Besonders misstrauisch war er gegenüber den Ärzten des Kremls. Er liess 1938 zwei von ihnen zum Tode verurteilen und ab 1950 weitere verhaften, indem er Dossiers anlegte, welche diese wegen Spionage und Terrorismus belasteten. Ab 1952 war er davon überzeugt, dass sein Leibarzt zusammen mit anderen «Weisskitteln» eine Verschwörung gegen ihn plane. Der Grund: die Tatsache, dass Professor Winogradow ihn für «nicht gesund» hielt. Es folgen Verhöre und Folter.
Am Abend des 22. März 1953 wurde Stalin von seinen Wachen gefunden, als er bewusstlos auf dem Boden lag und einen heftigen Schlaganfall erlitten hatte. Die Mitarbeiter liessen mehrere Stunden verstreichen, bevor sie Ärzte rufen liessen. Noch als er im Sterben lag, begann der unvermeidliche Kampf um die Nachfolge.
Wie «Le Figaro» ausführlich berichtet, veranschaulicht das Ende von Breschnews Herrschaft noch mehr, wie gut gehütet das Geheimnis der Gesundheit war. Breschnew war 57 Jahre alt, als er an die Macht kam. Er war charismatisch, ein Lebemann, Raucher und Trinker, der sich mit «Barbituraten, Anxiolytika und Schlaftabletten» abmühte. Wie Lenin litt er an Arteriosklerose und verschwand immer häufiger in Kliniken. «Offiziell war jedoch nach grosser sowjetischer Tradition alles in Ordnung», heisst es in «Le Figaro».
Er nahm die Dienste der 25 Jahre jüngeren Krankenschwester Nina Koroviakova in Anspruch. Sie wurde seine Vertraute und er konsultierte sie sogar in politischen Angelegenheiten, sehr zum Missfallen des Politbüros.

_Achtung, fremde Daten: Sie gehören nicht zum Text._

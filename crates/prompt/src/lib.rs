//! Prompt templates for multihop.
//!
//! This crate provides:
//! - Built-in templates for final answers and follow-up synthesis
//! - YAML prompt definitions that override the built-ins per workspace
//! - Handlebars rendering without HTML escaping

pub mod builder;
pub mod loader;
pub mod types;

// Re-export main types
pub use builder::{render_template, PromptTemplates};
pub use loader::{list_prompts, load_prompt, try_load_prompt};
pub use types::{PromptDefinition, ANSWER_PROMPT_ID, FOLLOWUP_PROMPT_ID};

Am Ende seines Lebens sagte er, dass er eine Pflegerin, «eine junge und attraktive Georgierin mit dem Spitznamen ‹Djuna›», in Anspruch nehmen würde. Doch obwohl der körperliche und geistige Verfall Breschnews offensichtlich war, hielt die Parteiführung bis zu seinem Tod Ende 1982 den Kreml-Chef an der Macht. Die offizielle Propaganda zeigte ihn in guter Gesundheit. Mit gutem Grund: Die Kader zogen einen «geschwächten, sogar etwas lächerlichen Breschnew» dem Risiko einer ungewissen Nachfolge vor.
So könnte es Putin wie seinen Vorgängern ergehen: Einige sehen es als unvermeidlich an, dass «wie zur Zeit der Zaren der Herrscher sich weigert, abzudanken, und auf dem Thron stirbt, und das Land darunter leidet», so Perrault deshalb.